Top of SUPPLIED RECORDS

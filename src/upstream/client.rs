//! Upstream client with bounded retry and per-attempt timeout

use std::sync::Arc;
use std::time::Duration;

use serde_json::Value;
use tracing::{debug, warn};

use super::error::UpstreamError;
use super::request::RequestSpec;
use super::retry::RetryPolicy;
use super::transport::{HttpTransport, Transport};

/// Calls a third-party API, retrying transient failures
#[derive(Debug, Clone)]
pub struct UpstreamClient {
    transport: Arc<dyn Transport>,
    policy: RetryPolicy,
    timeout: Duration,
}

impl UpstreamClient {
    /// Creates a client over an arbitrary transport
    pub fn new(transport: Arc<dyn Transport>, policy: RetryPolicy, timeout: Duration) -> Self {
        Self {
            transport,
            policy,
            timeout,
        }
    }

    /// Creates a client that talks HTTP
    pub fn http(policy: RetryPolicy, timeout: Duration) -> Result<Self, reqwest::Error> {
        let transport = HttpTransport::new(timeout)?;
        Ok(Self::new(Arc::new(transport), policy, timeout))
    }

    /// Fetches `spec`, retrying transient failures per the policy
    ///
    /// # Returns
    /// * `Ok(Value)` - Decoded upstream payload
    /// * `Err(UpstreamError)` - The last failure once retries are exhausted, or
    ///   the first non-retryable one
    pub async fn fetch(&self, spec: &RequestSpec) -> Result<Value, UpstreamError> {
        let max_attempts = self.policy.attempts();
        let mut attempt = 1;

        loop {
            let result = match tokio::time::timeout(self.timeout, self.transport.send(spec)).await
            {
                Ok(result) => result,
                Err(_) => Err(UpstreamError::Network(format!(
                    "timed out after {}s",
                    self.timeout.as_secs_f64()
                ))),
            };

            let error = match result {
                Ok(payload) => {
                    if attempt > 1 {
                        debug!(attempt, request = %spec, "Upstream call succeeded after retry");
                    }
                    return Ok(payload);
                }
                Err(error) => error,
            };

            if !self.policy.should_retry(&error) || attempt >= max_attempts {
                warn!(
                    attempt,
                    max_attempts,
                    request = %spec,
                    error = %error,
                    "Upstream call failed"
                );
                return Err(error);
            }

            let delay = self.policy.delay_for(attempt, &error);
            warn!(
                attempt,
                max_attempts,
                delay_ms = delay.as_millis() as u64,
                request = %spec,
                error = %error,
                "Retrying upstream call"
            );
            tokio::time::sleep(delay).await;
            attempt += 1;
        }
    }
}
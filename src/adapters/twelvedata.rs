//! Twelve Data stock quote adapter

use super::{Adapter, AdapterDefaults, DefaultKey, ProxyRequest, RequestInput, Secrets};
use crate::cache::CacheKey;
use crate::error::ProxyError;
use crate::upstream::RequestSpec;

const QUOTE_URL: &str = "https://api.twelvedata.com/quote";

/// Placeholder callers send to use the deployment's own key
const DEFAULT_KEY_PLACEHOLDER: &str = "TWELVEDATA_DEFAULT_API_KEY";

/// Adapter for the Twelve Data `/quote` endpoint
#[derive(Debug, Clone)]
pub struct TwelveDataAdapter {
    base_url: String,
    default_key: DefaultKey,
}

impl TwelveDataAdapter {
    pub fn new(secrets: Secrets) -> Self {
        Self {
            base_url: QUOTE_URL.to_string(),
            default_key: secrets.load(DEFAULT_KEY_PLACEHOLDER),
        }
    }

    pub fn with_base_url(mut self, base_url: impl Into<String>) -> Self {
        self.base_url = base_url.into();
        self
    }
}

impl Adapter for TwelveDataAdapter {
    fn name(&self) -> &'static str {
        "twelvedata"
    }

    fn route(&self) -> &'static str {
        "/quote"
    }

    fn defaults(&self) -> AdapterDefaults {
        AdapterDefaults {
            cache_minutes: 5,
            ..AdapterDefaults::default()
        }
    }

    fn parse(&self, input: &RequestInput) -> Result<ProxyRequest, ProxyError> {
        let symbol = input.require("symbol")?;
        let apikey = input
            .field("apikey")
            .ok_or_else(|| ProxyError::MissingParameter("API key is required".to_string()))?;
        let apikey = self.default_key.resolve(apikey)?;

        let key = CacheKey::builder("twelvedata")
            .param("symbol", &symbol)
            .credential("apikey", &apikey)
            .build();
        let spec = RequestSpec::get(&self.base_url)
            .query("symbol", symbol)
            .query("apikey", apikey);

        Ok(ProxyRequest::new(key, spec, input.force()))
    }
}
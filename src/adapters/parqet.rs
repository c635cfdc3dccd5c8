//! Parqet portfolio performance adapter
//!
//! The upstream is queried with a POST body. Only the portfolio id and the
//! timeframe reach the upstream, so only they form the cache key; the chosen
//! performance metric and chart series are applied when shaping.

use serde_json::{json, Value};

use super::{Adapter, ProxyRequest, RequestInput};
use crate::cache::CacheKey;
use crate::error::ProxyError;
use crate::upstream::RequestSpec;

const ASSEMBLE_URL: &str = "https://api.parqet.com/v1/portfolios/assemble";

const TIMEFRAMES: &[&str] = &[
    "today", "1d", "1w", "1m", "3m", "6m", "1y", "5y", "10y", "mtd", "ytd", "max",
];

const PERF_METRICS: &[&str] = &[
    "returnGross",
    "returnNet",
    "totalReturnGross",
    "totalReturnNet",
    "ttwror",
    "izf",
];

const PERF_CHARTS: &[&str] = &["perfHistory", "perfHistoryUnrealized", "ttwror", "drawdown"];

#[derive(Debug, Clone)]
pub struct ParqetAdapter {
    base_url: String,
}

impl Default for ParqetAdapter {
    fn default() -> Self {
        Self::new()
    }
}

impl ParqetAdapter {
    pub fn new() -> Self {
        Self {
            base_url: ASSEMBLE_URL.to_string(),
        }
    }

    pub fn with_base_url(mut self, base_url: impl Into<String>) -> Self {
        self.base_url = base_url.into();
        self
    }
}

/// Metric value, 0 when the upstream omits it
fn metric(source: &Value, name: &str) -> Value {
    source.get(name).cloned().unwrap_or(json!(0))
}

fn shape_holding(holding: &Value, perf: &str) -> Option<Value> {
    let asset_type = holding["assetType"].as_str().unwrap_or("").to_lowercase();
    if asset_type != "security" && asset_type != "crypto" {
        return None;
    }
    let position = &holding["position"];
    let sold = position["isSold"].as_bool().unwrap_or(false);
    let no_shares = position["shares"].as_f64() == Some(0.0);
    if sold || no_shares {
        return None;
    }
    let performance = &holding["performance"];
    Some(json!({
        "assetType": asset_type,
        "currency": holding["currency"],
        "id": holding["asset"]["identifier"],
        "name": holding["sharedAsset"]["name"],
        "priceStart": performance["priceAtIntervalStart"],
        "valueStart": performance["purchaseValueForInterval"],
        "priceNow": position["currentPrice"],
        "valueNow": position["currentValue"],
        "shares": position["shares"],
        "perf": metric(performance, perf),
    }))
}

impl Adapter for ParqetAdapter {
    fn name(&self) -> &'static str {
        "parqet"
    }

    fn parse(&self, input: &RequestInput) -> Result<ProxyRequest, ProxyError> {
        let id = input.require("id")?;
        let timeframe = input.require_one_of("timeframe", TIMEFRAMES)?;
        let perf = input.require_one_of("perf", PERF_METRICS)?;
        let perf_chart = input.require_one_of("perfChart", PERF_CHARTS)?;

        let key = CacheKey::builder("parqet")
            .param("id", &id)
            .param("timeframe", &timeframe)
            .build();
        let body = json!({
            "portfolioIds": [id],
            "holdingIds": [],
            "assetTypes": [],
            "timeframe": timeframe,
        });
        let spec = RequestSpec::post(&self.base_url, body)
            .query("useInclude", "true")
            .query("include", "ttwror")
            .query("include", "performance_charts")
            .query("resolution", "200");

        Ok(ProxyRequest::new(key, spec, input.force())
            .option("perf", perf)
            .option("perfChart", perf_chart))
    }

    fn shape(&self, payload: Value, request: &ProxyRequest) -> Value {
        let perf = request.options.get("perf").map_or("ttwror", String::as_str);
        let perf_chart = request
            .options
            .get("perfChart")
            .map_or("perfHistory", String::as_str);

        let holdings: Vec<Value> = payload["holdings"]
            .as_array()
            .map(|holdings| {
                holdings
                    .iter()
                    .filter_map(|holding| shape_holding(holding, perf))
                    .collect()
            })
            .unwrap_or_default();

        let performance = &payload["performance"];

        // The first chart covers the whole interval and is not plotted
        let chart: Vec<Value> = payload["charts"]
            .as_array()
            .map(|charts| {
                charts
                    .iter()
                    .skip(1)
                    .map(|chart| metric(&chart["values"], perf_chart))
                    .collect()
            })
            .unwrap_or_default();

        json!({
            "holdings": holdings,
            "performance": {
                "valueStart": performance["purchaseValueForInterval"],
                "valueNow": performance["value"],
                "perf": metric(performance, perf),
            },
            "chart": chart,
        })
    }
}
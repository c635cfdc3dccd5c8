//! Cache key construction
//!
//! A `CacheKey` is built from the parameters that change what the upstream
//! returns, credentials included. Control flags such as force-refresh never
//! go through the builder, so two requests that differ only in those flags
//! always share a key.
//!
//! Keys are logged and persisted, so credentials enter them as a SHA-256
//! digest rather than in clear text.

use std::collections::BTreeMap;
use std::fmt;

use serde::{Deserialize, Serialize};
use sha2::{Digest, Sha256};

/// Deterministic fingerprint of an upstream request
#[derive(Debug, Clone, PartialEq, Eq, Hash, PartialOrd, Ord, Serialize, Deserialize)]
#[serde(transparent)]
pub struct CacheKey(String);

impl CacheKey {
    /// Starts a key for the given namespace (usually the adapter name)
    pub fn builder(namespace: &str) -> CacheKeyBuilder {
        CacheKeyBuilder {
            namespace: namespace.to_string(),
            params: BTreeMap::new(),
        }
    }

    /// Returns the key as a string slice
    pub fn as_str(&self) -> &str {
        &self.0
    }
}

impl fmt::Display for CacheKey {
    fn fmt(&self, f: &mut fmt::Formatter<'_>) -> fmt::Result {
        f.write_str(&self.0)
    }
}

/// Collects semantic parameters in sorted order
#[derive(Debug, Clone)]
pub struct CacheKeyBuilder {
    namespace: String,
    params: BTreeMap<String, String>,
}

impl CacheKeyBuilder {
    /// Adds a parameter. A later value for the same name replaces the earlier one.
    pub fn param(mut self, name: &str, value: impl Into<String>) -> Self {
        self.params.insert(name.to_string(), value.into());
        self
    }

    /// Adds a credential (API key, token) by its digest
    ///
    /// Requests with different credentials can get different upstream
    /// answers (data for one, 401 for another), so they must not share an
    /// entry or an in-flight call.
    pub fn credential(self, name: &str, secret: &str) -> Self {
        let digest = Sha256::digest(secret.as_bytes());
        self.param(name, format!("sha256:{}", hex::encode(digest)))
    }

    /// Finalizes the key
    ///
    /// The parameter map is rendered as JSON; `BTreeMap` iteration is sorted,
    /// so insertion order has no effect on the result.
    pub fn build(self) -> CacheKey {
        let params = serde_json::to_string(&self.params).unwrap_or_default();
        CacheKey(format!("{}:{}", self.namespace, params))
    }
}
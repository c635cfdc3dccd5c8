//! HTTP server
//!
//! One proxy route (GET and POST) behind the per-client rate limiter, plus an
//! unlimited `/health` probe.

mod handlers;

use std::future::Future;
use std::net::SocketAddr;

use axum::{middleware, routing::get, Router};
use thiserror::Error;
use tokio::net::TcpListener;
use tokio::signal;
use tracing::{error, info};

use crate::app::App;

/// Server error type
#[derive(Debug, Error)]
pub enum ServerError {
    #[error("Failed to bind to {addr}: {reason}")]
    Bind { addr: SocketAddr, reason: String },
    #[error("Server error: {0}")]
    Serve(String),
}

/// Builds the router for `app`
pub fn router(app: App) -> Router {
    let route = app.adapter().route();
    let proxied = Router::new()
        .route(route, get(handlers::proxy).post(handlers::proxy))
        .route_layer(middleware::from_fn_with_state(app.clone(), handlers::rate_limit));

    Router::new()
        .route("/health", get(handlers::health))
        .merge(proxied)
        .with_state(app)
}

/// Binds the listening socket
pub async fn bind(addr: SocketAddr) -> Result<TcpListener, ServerError> {
    TcpListener::bind(addr).await.map_err(|e| ServerError::Bind {
        addr,
        reason: e.to_string(),
    })
}

/// Serves until Ctrl+C or SIGTERM
pub async fn serve(app: App, listener: TcpListener) -> Result<(), ServerError> {
    serve_until(app, listener, shutdown_signal()).await
}

/// Serves until `shutdown` resolves, then drains in-flight requests
pub async fn serve_until<F>(
    app: App,
    listener: TcpListener,
    shutdown: F,
) -> Result<(), ServerError>
where
    F: Future<Output = ()> + Send + 'static,
{
    let route = app.adapter().route();
    let proxy = app.adapter().name();
    if let Ok(addr) = listener.local_addr() {
        info!(proxy = %proxy, address = %addr, route = %route, "Server listening");
    }

    axum::serve(
        listener,
        router(app).into_make_service_with_connect_info::<SocketAddr>(),
    )
    .with_graceful_shutdown(shutdown)
    .await
    .map_err(|e| ServerError::Serve(e.to_string()))?;

    info!("Server shutdown complete");
    Ok(())
}

async fn shutdown_signal() {
    let ctrl_c = async {
        if let Err(e) = signal::ctrl_c().await {
            error!(error = %e, "Failed to listen for Ctrl+C");
            std::future::pending::<()>().await;
        }
    };

    #[cfg(unix)]
    let terminate = async {
        match signal::unix::signal(signal::unix::SignalKind::terminate()) {
            Ok(mut stream) => {
                stream.recv().await;
            }
            Err(e) => {
                error!(error = %e, "Failed to listen for SIGTERM");
                std::future::pending::<()>().await;
            }
        }
    };

    #[cfg(not(unix))]
    let terminate = std::future::pending::<()>();

    tokio::select! {
        () = ctrl_c => {
            info!("Received Ctrl+C, starting graceful shutdown");
        }
        () = terminate => {
            info!("Received SIGTERM, starting graceful shutdown");
        }
    }
}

Bottom of SUPPLIED RECORDS

# [YOUR INSTRUCTIONS]
Across the data, count every line where the string "transient" turns up, then write only that count.

# [RESULT OF THIS EXERCISE]
2